Initial results from the pilot production of H5N1 vaccines for combating bird flu in poultry are positive, said Truong Van Dung, Director of the Vietnamese Animal Health Institute in Hanoi.
At a meeting of the National Steering Committee to Control Bird Flu, Dung said the Central Veterinary Medicine Company was experimentally producing 200,000 doses of vaccines.
The institute would also conduct studies for vaccinating ducks and one-day-old white-winged ducks (ngan), he said, pointing to the necessity of vaccinating small ducks for increasing their immunity before raising on a large scale.

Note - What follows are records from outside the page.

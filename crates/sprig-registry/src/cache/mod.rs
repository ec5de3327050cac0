//! Single-flight packument cache.
//!
//! Entries are keyed by resolved request URL and hold a `OnceCell` that is
//! initialized by exactly one fetch: concurrent callers requesting the same
//! package during the same run await the in-flight fetch instead of issuing
//! their own, and every later caller observes the memoized outcome. Failures
//! are cached alongside successes so a broken package fails fast within the
//! cache's lifetime instead of hammering the network.

use std::sync::Arc;

use dashmap::DashMap;
use tokio::sync::OnceCell;

use crate::api::Packument;
use sprig_core::error::SprigError;

/// Memoized result of one packument fetch
pub type FetchOutcome = Result<Arc<Packument>, SprigError>;

/// In-memory single-flight cache, shared across the branches of a resolution
/// run (and optionally across runs within one process).
///
/// The cache is always constructor-injected into `RegistryClient`, never a
/// module-level singleton, so tests can isolate a cache per run.
#[derive(Debug, Default)]
pub struct PackumentCache {
    entries: DashMap<String, Arc<OnceCell<FetchOutcome>>>,
}

impl PackumentCache {
    /// Create an empty cache
    pub fn new() -> Self {
        Self {
            entries: DashMap::new(),
        }
    }

    /// Get or create the fetch cell for a request URL.
    ///
    /// The insert is an atomic check-or-insert; all callers racing on the
    /// same URL receive the same cell.
    pub fn entry(&self, url: &str) -> Arc<OnceCell<FetchOutcome>> {
        self.entries
            .entry(url.to_string())
            .or_insert_with(|| Arc::new(OnceCell::new()))
            .clone()
    }

    /// Check whether a URL has a completed outcome (success or failure)
    pub fn contains(&self, url: &str) -> bool {
        self.entries
            .get(url)
            .map(|cell| cell.initialized())
            .unwrap_or(false)
    }

    /// Number of tracked URLs, in-flight entries included
    pub fn len(&self) -> usize {
        self.entries.len()
    }

    /// True if no URL has been requested through this cache
    pub fn is_empty(&self) -> bool {
        self.entries.is_empty()
    }

    /// Drop all entries, completed and in-flight alike
    pub fn clear(&self) {
        self.entries.clear();
    }
}

#[cfg(test)]
mod tests;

According to the Animal Health Department under the Ministry of Agriculture and Rural Development (MARD), 57 out of the 63 provinces and cities nation-wide, except for HCM City where poultry raising has been banned, have inoculated local poultry as planned.

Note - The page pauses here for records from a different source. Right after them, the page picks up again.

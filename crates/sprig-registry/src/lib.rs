//! npm registry client for sprig.
//!
//! This crate fetches packuments (package metadata documents) over HTTPS and
//! memoizes them in a single-flight cache: concurrent requests for the same
//! package collapse onto one network call and all observers share its
//! outcome, success or failure.

pub mod api;
pub mod cache;
pub mod client;

// Re-export main types
pub use api::{Packument, VersionManifest};
pub use cache::PackumentCache;
pub use client::RegistryClient;

use sprig_core::error::SprigError;

/// Result type for registry operations
pub type RegistryResult<T> = Result<T, SprigError>;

The MARD Minister, Cao Duc Phat, however, voiced concerns over the lax management of poultry slaughter, trade and transport in many localities. Farmers in certain areas have raised water fowls despite the ministry ordering a temporary ban, he said.
The MARD, meanwhile, has successfully bred ducks in enclosed coops away from the water for providing safe meat to consumers as a nation-wide ban on duck farming continues.

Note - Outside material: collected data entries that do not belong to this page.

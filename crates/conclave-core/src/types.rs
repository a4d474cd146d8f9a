use std::collections::BTreeMap;
use std::fmt;

use serde::{Deserialize, Serialize};

/// A reviewer agent's pass/fail call on a submission.
///
/// Serialized as `"POSITIVE"` / `"NEGATIVE"`, matching the gateway's wire
/// vocabulary.
///
/// # Examples
///
/// ```
/// use conclave_core::Decision;
///
/// let d = Decision::Positive;
/// assert_eq!(serde_json::to_string(&d).unwrap(), "\"POSITIVE\"");
/// assert_eq!(format!("{d}"), "POSITIVE");
/// ```
#[derive(Debug, Clone, Copy, PartialEq, Eq, Serialize, Deserialize)]
#[serde(rename_all = "SCREAMING_SNAKE_CASE")]
pub enum Decision {
    /// The agent approves the submission.
    Positive,
    /// The agent rejects the submission.
    Negative,
}

impl fmt::Display for Decision {
    fn fmt(&self, f: &mut fmt::Formatter<'_>) -> fmt::Result {
        match self {
            Decision::Positive => write!(f, "POSITIVE"),
            Decision::Negative => write!(f, "NEGATIVE"),
        }
    }
}

/// One reviewer agent's completed verdict for a single submission.
///
/// Immutable once received; the narrative is the agent's accumulated
/// free-form explanation.
///
/// # Examples
///
/// ```
/// use conclave_core::{AgentVerdict, Decision};
///
/// let verdict = AgentVerdict {
///     agent: "melchior".into(),
///     decision: Decision::Positive,
///     narrative: "Well-structured, no issues found. POSITIVE".into(),
/// };
/// assert_eq!(verdict.agent, "melchior");
/// ```
#[derive(Debug, Clone, PartialEq, Eq, Serialize, Deserialize)]
#[serde(rename_all = "camelCase")]
pub struct AgentVerdict {
    /// Reviewer identity (one of the gateway's fixed agent names).
    pub agent: String,
    /// The agent's pass/fail call.
    pub decision: Decision,
    /// Free-form explanation backing the decision.
    pub narrative: String,
}

/// Final outcome of one review request.
///
/// Derived from the collected [`AgentVerdict`]s by majority rule and never
/// mutated afterwards. `partial` is set when fewer agents completed than the
/// gateway was expected to deliver, so callers can tell a truncated
/// consensus from a full one.
///
/// # Examples
///
/// ```
/// use conclave_core::{AgentVerdict, Decision, ReviewVerdict};
///
/// let verdict = ReviewVerdict {
///     request_id: "req-1".into(),
///     final_decision: Decision::Positive,
///     passed: true,
///     partial: false,
///     verdicts: vec![AgentVerdict {
///         agent: "casper".into(),
///         decision: Decision::Positive,
///         narrative: "POSITIVE".into(),
///     }],
/// };
/// assert!(verdict.passed);
/// ```
#[derive(Debug, Clone, Serialize, Deserialize)]
#[serde(rename_all = "camelCase")]
pub struct ReviewVerdict {
    /// Correlation id of the request this verdict answers.
    pub request_id: String,
    /// Majority outcome: positive iff `passed`.
    pub final_decision: Decision,
    /// Whether at least two agents voted positive.
    pub passed: bool,
    /// Whether the verdict was computed from fewer agents than expected.
    pub partial: bool,
    /// Individual verdicts in arrival order.
    pub verdicts: Vec<AgentVerdict>,
}

impl ReviewVerdict {
    /// Group the verdicts by agent name.
    ///
    /// # Examples
    ///
    /// ```
    /// use conclave_core::{AgentVerdict, Decision, ReviewVerdict};
    ///
    /// let verdict = ReviewVerdict {
    ///     request_id: "req-1".into(),
    ///     final_decision: Decision::Negative,
    ///     passed: false,
    ///     partial: true,
    ///     verdicts: vec![AgentVerdict {
    ///         agent: "balthasar".into(),
    ///         decision: Decision::Negative,
    ///         narrative: "NEGATIVE".into(),
    ///     }],
    /// };
    /// assert!(verdict.per_agent().contains_key("balthasar"));
    /// ```
    pub fn per_agent(&self) -> BTreeMap<&str, &AgentVerdict> {
        self.verdicts
            .iter()
            .map(|v| (v.agent.as_str(), v))
            .collect()
    }
}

Nguyen Dang Vang, head of the ministry’s Animal Breeding Department, said the new method was a closed cycle from hatching the eggs, raising, slaughter, and supply.
The Government ban, to last until February 28 next year, has resulted in illegal hatching and smuggling of ducks into the country, he said.
To meet the consumer demand, the department began a pilot programme last month to breed ducks at the Dai Xuyen Duck Research Centre in Ha Tay Province west of Hanoi and Binh Duong Farm Technology Centre in the south.
During the pilot project, to last 11 months, the Animal Breeding Research and Production Institute will supply ducks bred using British strains.